Desalento
1 Capítulo 1
Era manhã. De um lado da imensa porta de vidro do Princeton-Plainsboro, Cuddy aproveita a tranquilidade do turno da manhã para checar o histórico dos últimos pacientes que deram entrada. Antes que seus olhos alcançassem o monitor, ela o vê, depois de tantos meses, tantos. Agradece silenciosamente a Deus por ter resolvido começar a checar os registros.
Do outro lado da vidraça, ele já a havia visto há muito tempo, embora fingisse o contrário. Admite em segredo que a imagem do lado de lá do muro transparente lhe desconcertava, só não sabia de que forma. Até que descobrisse, seguia em frente no seu mancar habitual.
Em muitos momentos da vida, a lucidez nada mais é do que uma tormenta. Esse era um deles. O ritmo do caminhar manco de House, tantas vezes um countdown para que a paz de Cuddy fosse invariavelmente abalada, soava agora como o compasso de uma música conhecida, daquelas que temos vontade de cantarolar. A cada passo, um número a menos na contagem regressiva... 10, 9, 8, 7, 6... a colisão se aproxima...5,4,3,2,1...
... Tudo bem?
- Ah você! Bem vindo, tudo bem?
\"Tudo bem?\". Maldito clichê que ninguém responde, e sim devolve, também sem esperança de resposta. Um encontro, banal. Nada de colisão, nada de piadinhas de mal gosto. Sem saudades, sem suor frio. Sem qualquer tipo de emoção.
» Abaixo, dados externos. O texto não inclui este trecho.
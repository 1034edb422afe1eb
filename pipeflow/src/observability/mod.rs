//! Observability utilities.

mod statistics;
mod tracing;

pub use statistics::{
    DistributionSummary, InMemoryStatistics, MeterType, NoOpStatistics, StatisticsSink,
};
pub use tracing::{init_tracing, LogFormat, SpanTimer, SECURITY_TARGET};
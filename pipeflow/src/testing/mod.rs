//! Testing utilities for pipeflow pipelines.
//!
//! This module provides:
//! - Mock pipes
//! - Recording collaborators and an engine fixture
//! - Assertions for pipe and pipeline results

mod assertions;
mod fixtures;
mod mocks;

pub use assertions::{
    assert_forward, assert_pipe_text, assert_pipeline_state, assert_pipeline_succeeded,
    assert_pipeline_text,
};
pub use fixtures::{
    FailingLocker, RecordingTransactionManager, TestFixture, TransactionEvent, TransactionRecord,
};
pub use mocks::{
    BlockingPipe, CountingPipe, EchoPipe, FailingPipe, FixedPipe, PanickingPipe,
    SessionWritingPipe,
};
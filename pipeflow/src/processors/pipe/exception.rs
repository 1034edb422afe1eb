use async_trait::async_trait;
use std::sync::Arc;
use tracing::warn;

use crate::core::{Message, PipeLineSession, PipeRunResult, EXCEPTION_FORWARD};
use crate::errors::PipeRunError;
use crate::pipeline::PipeLine;
use crate::pipes::PipeSpec;
use crate::processors::{PipeOperation, PipeProcessor};
use crate::services::EngineServices;

/// Routes failures of a pipe to its `exception` forward.
///
/// The failure is rendered with the engine's error formatter and the rendered
/// message continues on the `exception` forward. Pipes without that forward,
/// pipes that generate exceptions on purpose and fatal failures propagate
/// unchanged.
pub struct ExceptionHandlingPipeProcessor {
    next: Box<dyn PipeProcessor>,
    services: Arc<EngineServices>,
}

impl ExceptionHandlingPipeProcessor {
    /// Wraps `next`.
    #[must_use]
    pub fn new(next: Box<dyn PipeProcessor>, services: Arc<EngineServices>) -> Self {
        Self { next, services }
    }

    /// Chain layer constructor.
    #[must_use]
    pub fn layer(next: Box<dyn PipeProcessor>, services: &Arc<EngineServices>) -> Box<dyn PipeProcessor> {
        Box::new(Self::new(next, Arc::clone(services)))
    }
}

#[async_trait]
impl PipeProcessor for ExceptionHandlingPipeProcessor {
    async fn process_pipe(
        &self,
        pipeline: &PipeLine,
        pipe: &PipeSpec,
        message: Message,
        session: &mut PipeLineSession,
        operation: PipeOperation,
    ) -> Result<PipeRunResult, PipeRunError> {
        if !pipe.has_forward(EXCEPTION_FORWARD) || pipe.pipe().generates_exceptions() {
            return self.next.process_pipe(pipeline, pipe, message, session, operation).await;
        }

        let input = message.clone();
        match self.next.process_pipe(pipeline, pipe, message, session, operation).await {
            Err(err) if !err.is_fatal() => {
                warn!(
                    pipeline = %pipeline.name(),
                    pipe = %pipe.name(),
                    error = %err,
                    "pipe failed, following exception forward"
                );
                let message_id = session.message_id();
                let formatted = self.services.error_formatter.format(
                    &format!("pipe [{}]", pipe.name()),
                    &err,
                    Some(&input),
                    message_id.as_deref(),
                    session.received(),
                );
                Ok(PipeRunResult::with_forward(formatted, EXCEPTION_FORWARD))
            }
            other => other,
        }
    }
}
Ele manquitolava no sentido oposto ao dela, rumo a seu consultório, enquanto Cuddy pensava, com grande desalento, que pouca coisa na vida é mais triste do que quando \"tudo bem?\" quer dizer apenas \"tudo bem?\". Antes que pudesse pensar qualquer outra coisa, House grita, do elevador: \"Gostei da blusa, belos peitos, Dra. Cuddy!\". Cuddy o fita, em tom de repreeensão.
Quando a porta do elevador se fecha, ela sorri, como a criança que espera por seus presentes de Natal. Certas coisas não mudam, jamais.